Sono almeno tre i motivi della rottura. Sono tutti fondati e Calenda stesso li ha nominati nella sua diagnosi: la commissione d'inchiesta sul Covid (Azione l'ha votata ma ora non la vuole più), l'elezione diretta del premier (era nel programma elettorale che Calenda stesso ha firmato ma ora l'ex ministro si dichiara contrario), la firma sulla proposta unica di Giuseppe Conte sul salario minimo da parte dell'ex compagno di viaggio di Matteo Renzi. Azione già vuole essere il junior partner del Pd di Elly Schlein e questo è ritenuto inaccettabile dai renziani.
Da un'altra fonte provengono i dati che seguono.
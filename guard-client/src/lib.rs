//! # guard-client
//!
//! Async client for the GuardSync account-protection protocol.
//!
//! This is the I/O layer of the workspace: it drives the pure state
//! machines from `guard-core` against a remote service through a pluggable
//! [`Transport`].
//!
//! ## Features
//!
//! - **Password login**: RSA-encrypted credentials plus a one-time code,
//!   with a session refreshed from its token pair
//! - **Signed confirmations**: fetch and resolve pending account actions,
//!   single or batched under one signature
//! - **Offer synchronization**: a polling engine diffing offers against a
//!   snapshot and publishing change events to subscribers
//! - **Transport abstraction**: reqwest behind admission control, mock for
//!   testing
//!
//! ## Example
//!
//! ```ignore
//! use guard_client::{ClientConfig, GuardClient};
//!
//! let client = GuardClient::from_document(&document, ClientConfig::new(base_url))?;
//! client.session_manager().login("user", "password").await?;
//!
//! let engine = client.offer_engine().await?;
//! let _subscription = engine.subscribe(my_observer)?;
//! engine.run().await?;
//! ```

#![warn(missing_docs)]
#![warn(clippy::all)]

pub mod autoresolve;
pub mod client;
pub mod clock;
pub mod config;
pub mod confirmations;
pub mod crypto;
pub mod engine;
pub mod second_factor;
pub mod session;
pub mod transport;

pub use autoresolve::{AutoResolver, Credentials};
pub use client::GuardClient;
pub use clock::ClockSource;
pub use config::ClientConfig;
pub use confirmations::{ConfirmationClient, ResolveAction};
pub use engine::{AlreadySubscribed, OfferObserver, OfferSyncEngine, Subscription};
pub use second_factor::{HeadlessSecondFactor, SecondFactor};
pub use session::{LoginError, SessionManager};
pub use transport::{
    HttpRequest, HttpResponse, HttpTransport, Method, MockTransport, RateLimitedTransport,
    Transport, TransportError,
};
La coordinatrice nazionale e senatrice d'Iv Raffaella Paita incalza e mette gli azionisti davanti alla realtà dei loro ripensamenti: «Sull'elezione diretta del premier, sul salario minimo, sulla commissione Covid noi non cambiamo idea rispetto alle cose che dicevamo in campagna elettorale. Si al sindaco d'Italia, no alla proposta Conte Cgil e facciamo chiarezza sui soldati russi in Italia, sui banchi a rotelle e sulle mascherine». Un capitolo a parte merita la difficoltà di Mariastella Gelmini e Mara Carfagna: le ex azzurre non riescono a digerire il sostegno di Calenda a Cappato nel collegio che fu del presidente Silvio Berlusconi. E non sono esclusi colpi di scena.
L'ex premier Matteo Renzi farà un'operazione per occupare da solo o quasi il centro della scacchiere (almeno lo spazio che c'è tra centrodestra e centrosinistra), mentre Calenda ha deciso, continuando a inviare messaggi al Pd, di puntare al «campo largo».
Legittimo ma non condiviso dai renziani, che ad esempio non possono accettare la difesa a spada tratta dell'operato dell'ex ministro della Salute Roberto Speranza. E tutto questo accade con le elezioni europee quasi alle porte.